Defining and Using Tools
Tools are how agents interact with the outside world. Define them as JSON schemas that describe what the tool does and what parameters it accepts:
TOOLS = [
{
"name": "search_documents",
"description": "Search through documents for relevant information",
"input_schema": {
"type": "object",
"properties": {
"query": {
"type": "string",
"description": "The search query"
},
"limit": {
"type": "integer",
"description": "Maximum number of results",
"default": 5
}
},
"required": ["query"]
}
},
{
"name": "fetch_document",
"description": "Retrieve the full content of a specific document",
"input_schema": {
"type": "object",
"properties": {
"doc_id": {
"type": "string",
"description": "The unique identifier of the document"
}
},
"required": ["doc_id"]
}
}
]
def execute_tool(name: str, input_data: dict) -> str:
"""Execute a tool and return the result as a string"""

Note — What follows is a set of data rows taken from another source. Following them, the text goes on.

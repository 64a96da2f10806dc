//! Local fallback store.
//!
//! A synchronous key → JSON map on the filesystem: one file per owner under a
//! configured directory, holding the owner's entire application array. Every
//! write replaces the whole array; there is no partial-key addressing.
//!
//! Unreadable or unparseable contents are treated as an empty collection and
//! logged — a corrupt cache must never take the lifecycle manager down.

use std::fs;
use std::path::{Path, PathBuf};

use thiserror::Error;
use tracing::warn;
use uuid::Uuid;

use crate::models::application::Application;

#[derive(Debug, Error)]
pub enum LocalStoreError {
    #[error("local store I/O error: {0}")]
    Io(#[from] std::io::Error),

    #[error("local store encode error: {0}")]
    Encode(#[from] serde_json::Error),
}

#[derive(Debug, Clone)]
pub struct LocalStore {
    root: PathBuf,
}

impl LocalStore {
    /// Opens the store rooted at `root`, creating the directory if needed.
    pub fn open(root: impl AsRef<Path>) -> Result<LocalStore, LocalStoreError> {
        let root = root.as_ref().to_path_buf();
        fs::create_dir_all(&root)?;
        Ok(LocalStore { root })
    }

    fn key_path(&self, owner_id: Uuid) -> PathBuf {
        self.root.join(format!("applications-{owner_id}.json"))
    }

    /// Reads the owner's full collection. A missing key is an empty
    /// collection; a malformed one is recovered as empty.
    pub fn read(&self, owner_id: Uuid) -> Vec<Application> {
        let path = self.key_path(owner_id);
        let raw = match fs::read_to_string(&path) {
            Ok(raw) => raw,
            Err(e) if e.kind() == std::io::ErrorKind::NotFound => return Vec::new(),
            Err(e) => {
                warn!("Failed to read local cache {}: {e}", path.display());
                return Vec::new();
            }
        };
        match serde_json::from_str(&raw) {
            Ok(applications) => applications,
            Err(e) => {
                warn!(
                    "Malformed local cache {} ({e}); treating as empty",
                    path.display()
                );
                Vec::new()
            }
        }
    }

    /// Replaces the owner's full collection, newest first.
    pub fn write(
        &self,
        owner_id: Uuid,
        applications: &[Application],
    ) -> Result<(), LocalStoreError> {
        let mut applications = applications.to_vec();
        applications.sort_by(|a, b| b.created_at.cmp(&a.created_at));
        let raw = serde_json::to_string_pretty(&applications)?;
        fs::write(self.key_path(owner_id), raw)?;
        Ok(())
    }

    /// Inserts or replaces one record, rewriting the whole array.
    pub fn upsert(&self, application: &Application) -> Result<(), LocalStoreError> {
        let mut applications = self.read(application.owner_id);
        applications.retain(|a| a.id != application.id);
        applications.push(application.clone());
        self.write(application.owner_id, &applications)
    }

    /// Removes one record if present. Removing an unknown id is not an error.
    pub fn remove(&self, owner_id: Uuid, id: Uuid) -> Result<(), LocalStoreError> {
        let mut applications = self.read(owner_id);
        let before = applications.len();
        applications.retain(|a| a.id != id);
        if applications.len() != before {
            self.write(owner_id, &applications)?;
        }
        Ok(())
    }
}

#[cfg(test)]
mod tests {
    use super::*;
    use crate::models::application::ApplicationDraft;

    fn draft(title: &str) -> ApplicationDraft {
        ApplicationDraft {
            title: title.to_string(),
            company: "Acme".to_string(),
            position: "Engineer".to_string(),
            ..Default::default()
        }
    }

    fn store() -> (tempfile::TempDir, LocalStore) {
        let dir = tempfile::tempdir().expect("tempdir");
        let store = LocalStore::open(dir.path()).expect("open store");
        (dir, store)
    }

    #[test]
    fn test_missing_key_reads_empty() {
        let (_dir, store) = store();
        assert!(store.read(Uuid::new_v4()).is_empty());
    }

    #[test]
    fn test_write_read_roundtrip_newest_first() {
        let (_dir, store) = store();
        let owner = Uuid::new_v4();
        let older = Application::from_draft(owner, draft("first"));
        std::thread::sleep(std::time::Duration::from_millis(5));
        let newer = Application::from_draft(owner, draft("second"));

        store.write(owner, &[older.clone(), newer.clone()]).unwrap();
        let read = store.read(owner);
        assert_eq!(read.len(), 2);
        assert_eq!(read[0].id, newer.id);
        assert_eq!(read[1].id, older.id);
    }

    #[test]
    fn test_malformed_cache_recovers_as_empty() {
        let (dir, store) = store();
        let owner = Uuid::new_v4();
        fs::write(
            dir.path().join(format!("applications-{owner}.json")),
            "{not json",
        )
        .unwrap();
        assert!(store.read(owner).is_empty());
    }

    #[test]
    fn test_upsert_replaces_by_id() {
        let (_dir, store) = store();
        let owner = Uuid::new_v4();
        let mut app = Application::from_draft(owner, draft("FE Dev"));
        store.upsert(&app).unwrap();

        app.company = "Acme Corp".to_string();
        store.upsert(&app).unwrap();

        let read = store.read(owner);
        assert_eq!(read.len(), 1);
        assert_eq!(read[0].company, "Acme Corp");
    }

    #[test]
    fn test_remove_unknown_id_is_ok() {
        let (_dir, store) = store();
        let owner = Uuid::new_v4();
        store.remove(owner, Uuid::new_v4()).unwrap();
    }

    #[test]
    fn test_collections_are_scoped_per_owner() {
        let (_dir, store) = store();
        let alice = Uuid::new_v4();
        let bob = Uuid::new_v4();
        store
            .upsert(&Application::from_draft(alice, draft("Alice's")))
            .unwrap();

        assert!(store.read(bob).is_empty());
        assert_eq!(store.read(alice).len(), 1);
    }
}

if name == "search_documents":
query = input_data.get("query")
limit = input_data.get("limit", 5)
# Your actual search logic here
return f"Found documents matching '{query}' (limited to {limit})"
elif name == "fetch_document":
doc_id = input_data.get("doc_id")
# Your actual document fetch logic here
return f"Document content for {doc_id}..."
return "Tool not found"
The key is that each tool definition tells Claude exactly what it can do and what parameters to use. Claude will generate the tool calls, and you execute them and feed the results back.
Streaming Responses for Better UX
For interactive applications, streaming the model’s response as it’s being generated gives users immediate feedback. The Anthropic SDK makes this straightforward:
def run_agent_with_streaming(user_message: str):
client = anthropic.Anthropic()
messages = [{"role": "user", "content": user_message}]
while True:
with client.messages.stream(
model="claude-3-5-sonnet-20241022",
max_tokens=1024,
tools=TOOLS,
messages=messages
) as stream:
# Collect the full response
full_response = stream.get_final_message()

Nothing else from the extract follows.